(Stored data entries)
————
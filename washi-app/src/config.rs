//! Configuration loading from environment.

use std::env;

/// Application configuration.
#[derive(Debug)]
pub struct Config {
    pub port: u16,
    pub database_url: String,
    /// OTLP collector endpoint; trace export is off when unset.
    pub otlp_endpoint: Option<String>,
}

impl Config {
    /// Loads configuration from environment variables.
    pub fn from_env() -> anyhow::Result<Self> {
        Self::from_lookup(|key| env::var(key).ok())
    }

    fn from_lookup(lookup: impl Fn(&str) -> Option<String>) -> anyhow::Result<Self> {
        let port = lookup("PORT")
            .unwrap_or_else(|| "3000".to_string())
            .parse()?;

        let database_url = lookup("DATABASE_URL")
            .ok_or_else(|| anyhow::anyhow!("DATABASE_URL environment variable is required"))?;

        let otlp_endpoint = lookup("OTEL_EXPORTER_OTLP_ENDPOINT").filter(|v| !v.is_empty());

        Ok(Self {
            port,
            database_url,
            otlp_endpoint,
        })
    }

    /// The database URL with any password replaced, for logging.
    pub fn redacted_database_url(&self) -> String {
        let url = &self.database_url;
        let Some(scheme_end) = url.find("://") else {
            return url.clone();
        };
        let rest = &url[scheme_end + 3..];
        let authority_end = rest.find('/').unwrap_or(rest.len());
        let Some(at) = rest[..authority_end].rfind('@') else {
            return url.clone();
        };
        match rest[..at].find(':') {
            Some(colon) => format!(
                "{}{}:***{}",
                &url[..scheme_end + 3],
                &rest[..colon],
                &rest[at..]
            ),
            None => url.clone(),
        }
    }
}

#[cfg(test)]
mod tests {
    use std::collections::HashMap;

    use super::*;

    fn load(vars: &[(&str, &str)]) -> anyhow::Result<Config> {
        let vars: HashMap<String, String> = vars
            .iter()
            .map(|(k, v)| (k.to_string(), v.to_string()))
            .collect();
        Config::from_lookup(|key| vars.get(key).cloned())
    }

    #[test]
    fn test_defaults() {
        let config = load(&[("DATABASE_URL", "sqlite://washi.db")]).unwrap();
        assert_eq!(config.port, 3000);
        assert_eq!(config.otlp_endpoint, None);
    }

    #[test]
    fn test_database_url_is_required() {
        let err = load(&[("PORT", "8080")]).unwrap_err();
        assert!(err.to_string().contains("DATABASE_URL"));
    }

    #[test]
    fn test_invalid_port_is_rejected() {
        assert!(load(&[("DATABASE_URL", "x"), ("PORT", "eighty")]).is_err());
    }

    #[test]
    fn test_empty_otlp_endpoint_is_unset() {
        let config = load(&[("DATABASE_URL", "x"), ("OTEL_EXPORTER_OTLP_ENDPOINT", "")]).unwrap();
        assert_eq!(config.otlp_endpoint, None);
    }

    #[test]
    fn test_redacted_database_url() {
        let config = load(&[("DATABASE_URL", "postgres://washi:s3cret@db:5432/washi")]).unwrap();
        assert_eq!(
            config.redacted_database_url(),
            "postgres://washi:***@db:5432/washi"
        );

        let config = load(&[("DATABASE_URL", "sqlite://data/washi.db?mode=rwc")]).unwrap();
        assert_eq!(
            config.redacted_database_url(),
            "sqlite://data/washi.db?mode=rwc"
        );
    }
}
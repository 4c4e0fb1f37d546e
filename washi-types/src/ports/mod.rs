//! Port traits (interfaces for adapters).
//!
//! These are the contracts that adapters must implement.
//! The application layer depends on these traits, not concrete implementations.

mod store;

pub use store::{Filter, Store, UnitOfWork};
————
Please return a copy of each line in the entries that has the string "vars".

* _SOLVED EXERCISE_:
    fn load(vars: &[(&str, &str)]) -> anyhow::Result<Config> {
        let vars: HashMap<String, String> = vars
        Config::from_lookup(|key| vars.get(key).cloned())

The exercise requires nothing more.